When my story from last week about plans for a truckers’ strike appeared Monday on the high-traffic Drudge Report Web site, the calls and e-mails poured in.

I heard from CNN in Atlanta as well as small-time radio stations across the nation. I hung up the phone after listening to a dozen new messages and had four more come in during the few minutes I was tying up the line.

The potential impact of this thing is tremendous, and people are beginning to notice.

The call for a drivers’ shutdown started small — with an owner/operator who hauls cattle in Missouri. The trucker, Dan Little, posted his plans to shut down on his Web site, and someone brought it to our attention at the Times.

Now it’s been brought to the attention of thousands, and Little’s plan to park his rig, beginning April 1, has truckers lining up across the nation to join him.

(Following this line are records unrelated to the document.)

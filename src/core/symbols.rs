//! Repository-wide symbol table and aggregate metrics.

use std::collections::{BTreeMap, HashMap};
use std::fmt;
use std::path::{Path, PathBuf};

use serde::{Deserialize, Serialize};

use super::languages::SymbolKind;
use super::parser::{SourceUnit, UnparseableFile};

/// Dense, repository-unique symbol identifier
#[derive(Debug, Clone, Copy, PartialEq, Eq, Hash, PartialOrd, Ord, Serialize, Deserialize)]
#[serde(transparent)]
pub struct SymbolId(pub u32);

impl SymbolId {
    pub fn index(self) -> usize {
        self.0 as usize
    }
}

impl fmt::Display for SymbolId {
    fn fmt(&self, f: &mut fmt::Formatter<'_>) -> fmt::Result {
        write!(f, "#{}", self.0)
    }
}

#[derive(Debug, Clone, PartialEq, Eq, Serialize, Deserialize)]
pub struct Symbol {
    pub id: SymbolId,
    pub kind: SymbolKind,
    pub name: String,
    /// Defining file, relative to the repository root
    pub file: PathBuf,
    pub language: String,
    pub byte_range: (usize, usize),
    pub line_range: (usize, usize),
    /// Raw callee names in call order
    pub calls: Vec<String>,
    /// Length of the own text in bytes
    pub own_size: usize,
    /// Innermost enclosing symbol in the same file
    pub parent: Option<SymbolId>,
}

/// All symbols of one repository, indexed by simple name and by file
#[derive(Debug, Default)]
pub struct SymbolTable {
    symbols: Vec<Symbol>,
    own_texts: Vec<String>,
    by_name: HashMap<String, Vec<SymbolId>>,
    by_file: BTreeMap<PathBuf, Vec<SymbolId>>,
}

impl SymbolTable {
    /// Ids are assigned in (file path, source order) order regardless of input order.
    pub fn build(units: &[SourceUnit]) -> Self {
        let mut ordered: Vec<&SourceUnit> = units.iter().collect();
        ordered.sort_by(|a, b| a.path.cmp(&b.path));

        let mut table = SymbolTable::default();
        for unit in ordered {
            table.add_unit(unit);
        }
        table
    }

    fn add_unit(&mut self, unit: &SourceUnit) {
        let base = self.symbols.len();
        let mut order: Vec<usize> = (0..unit.symbols.len()).collect();
        order.sort_by_key(|&i| {
            let (start, end) = unit.symbols[i].byte_range;
            (start, std::cmp::Reverse(end))
        });

        // parent links via a stack of open spans
        let mut parents: Vec<Option<usize>> = vec![None; unit.symbols.len()];
        let mut stack: Vec<usize> = Vec::new();
        for &i in &order {
            let (start, end) = unit.symbols[i].byte_range;
            while let Some(&top) = stack.last() {
                let (top_start, top_end) = unit.symbols[top].byte_range;
                if top_start <= start && end <= top_end {
                    break;
                }
                stack.pop();
            }
            parents[i] = stack.last().copied();
            stack.push(i);
        }

        let position: HashMap<usize, usize> =
            order.iter().enumerate().map(|(pos, &i)| (i, pos)).collect();

        for (pos, &i) in order.iter().enumerate() {
            let raw = &unit.symbols[i];
            let children: Vec<usize> = order
                .iter()
                .copied()
                .filter(|&c| parents[c] == Some(i))
                .collect();
            let own_text = own_text(&unit.content, raw.byte_range, &children, unit);

            let id = SymbolId((base + pos) as u32);
            let parent = parents[i].map(|p| SymbolId((base + position[&p]) as u32));

            self.by_name.entry(raw.name.clone()).or_default().push(id);
            self.by_file.entry(unit.path.clone()).or_default().push(id);
            self.symbols.push(Symbol {
                id,
                kind: raw.kind,
                name: raw.name.clone(),
                file: unit.path.clone(),
                language: unit.language.clone(),
                byte_range: raw.byte_range,
                line_range: raw.line_range,
                calls: raw.calls.clone(),
                own_size: own_text.len(),
                parent,
            });
            self.own_texts.push(own_text);
        }
    }

    pub fn len(&self) -> usize {
        self.symbols.len()
    }

    pub fn symbols(&self) -> &[Symbol] {
        &self.symbols
    }

    pub fn get(&self, id: SymbolId) -> Option<&Symbol> {
        self.symbols.get(id.index())
    }

    /// Source span with directly nested definitions replaced by a placeholder line
    pub fn own_text(&self, id: SymbolId) -> &str {
        self.own_texts.get(id.index()).map(String::as_str).unwrap_or("")
    }

    /// Every symbol with this simple name, in id order
    pub fn named(&self, name: &str) -> &[SymbolId] {
        self.by_name.get(name).map(Vec::as_slice).unwrap_or(&[])
    }

    /// Symbols defined in `file`, in source order
    pub fn in_file(&self, file: &Path) -> &[SymbolId] {
        self.by_file.get(file).map(Vec::as_slice).unwrap_or(&[])
    }
}

fn own_text(content: &str, span: (usize, usize), children: &[usize], unit: &SourceUnit) -> String {
    let (start, end) = span;
    let mut text = String::new();
    let mut cursor = start;

    for &child in children {
        let nested = &unit.symbols[child];
        let (child_start, child_end) = nested.byte_range;
        if child_start < cursor || child_end > end {
            continue;
        }
        text.push_str(content.get(cursor..child_start).unwrap_or(""));
        text.push_str(&format!(
            "[{} {}: lines {}-{}]",
            nested.kind, nested.name, nested.line_range.0, nested.line_range.1
        ));
        cursor = child_end;
    }
    text.push_str(content.get(cursor..end).unwrap_or(""));
    text
}

/// Aggregate counts for one repository, reduced from its source units
#[derive(Debug, Clone, Default, PartialEq, Eq, Serialize, Deserialize)]
pub struct RepoMetrics {
    pub files_by_language: BTreeMap<String, usize>,
    pub total_files: usize,
    pub total_lines: usize,
    pub functions: usize,
    pub classes: usize,
    pub imports: usize,
    pub unparseable_files: Vec<UnparseableFile>,
    pub manifests: Vec<String>,
}

impl RepoMetrics {
    pub fn from_units(
        units: &[SourceUnit],
        unparseable: &[UnparseableFile],
        manifests: Vec<String>,
    ) -> Self {
        let mut metrics = RepoMetrics {
            unparseable_files: unparseable.to_vec(),
            manifests,
            ..RepoMetrics::default()
        };

        for unit in units {
            *metrics.files_by_language.entry(unit.language.clone()).or_default() += 1;
            metrics.total_files += 1;
            metrics.total_lines += unit.line_count;
            metrics.imports += unit.imports.len();
            for symbol in &unit.symbols {
                match symbol.kind {
                    SymbolKind::Function => metrics.functions += 1,
                    SymbolKind::Class => metrics.classes += 1,
                }
            }
        }

        metrics
    }

    pub fn languages(&self) -> Vec<String> {
        self.files_by_language.keys().cloned().collect()
    }
}

#[cfg(test)]
pub(crate) mod fixtures {
    use super::*;
    use crate::core::languages::adapter_for;
    use sha2::{Digest, Sha256};

    /// Parse `source` with the real adapter for `language`
    pub fn unit(path: &str, language: &str, source: &str) -> SourceUnit {
        let mut adapter = adapter_for(language).unwrap().unwrap();
        let extraction = adapter.extract(source).unwrap();
        SourceUnit {
            path: PathBuf::from(path),
            language: language.to_string(),
            fingerprint: format!("{:x}", Sha256::digest(source.as_bytes())),
            line_count: source.lines().count(),
            symbols: extraction.symbols,
            imports: extraction.imports,
            content: source.to_string(),
        }
    }

    pub fn python(path: &str, source: &str) -> SourceUnit {
        unit(path, "python", source)
    }
}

Several non-truckers wanted to know how they could help the drivers, and some people said they would park their passenger vehicles in a show of

solidarity.

A clear majority of the people I heard from were sympathetic to the drivers. They said that they understand it is increasingly difficult — impossible, in many cases — to continue to operate a trucking business when most or all of the profits are going into fuel.

Here are just a few readers’ comments:

“I’m all for capitalism and free trade, but not reckless profiteering by oil

companies.”

“Everyone should call in sick April 1.”

“(The drivers) should park for a week or two and see if Congress and the president come up with any ideas when there’s no bread on the shelves.”

“Are the rich having some sort of contest to see just how much they can squeeze from each and every one of us?”

“I just drive a pick-up, but on April 1, I won’t use it.”

“Shut ’er down!”

But not all readers were sympathetic to truckers. Several called the plans for a shutdown “irresponsible.” Others pointed out that everyone, not just truckers, is paying the high fuel costs.

A few said that truckers who aren’t making it are failing because they’re lousy business people.

But those in the driver’s seat — independent drivers like Dan Little — are further frustrated by the naysayers who he says don’t seem to understand how badly the pump prices are hurting them.

For instance, Little pointed out, our $50 fill-ups may seem intolerably high to many of us, but consider what it’s costing him: more than $1,200 to fill his truck, which then gets about

5 miles to the gallon.

Other truck-driving critics say it’s time to shut down the trucking industry, anyway. They say that trucking is a poor way to transport goods, and America should rely instead on railroads.

Little would like to know how that might happen.

“Where is this magic set of railroad tracks, leading to every grocery store and Wal-Mart in the country?” he asked. “Even if you could ship everything on the rail system we have, which would be impossible, how does it move from there?”

Little has said that the last thing he wants to do is hurt the country that he loves. Truck drivers are some patriotic folks, he pointed out. But many feel backed into a corner by the threat of bankruptcy.

“All I know is that I have to take a stand,” he said. “My livelihood is at stake.”

As I was finishing this column, Betty Cornette called from Louisville, Ky., and said that her truck-driving brother has had to call it quits because of fuel and insurance costs.

She made this prediction: “Everybody’s going to have to suffer before they understand what’s happening to these truckers.”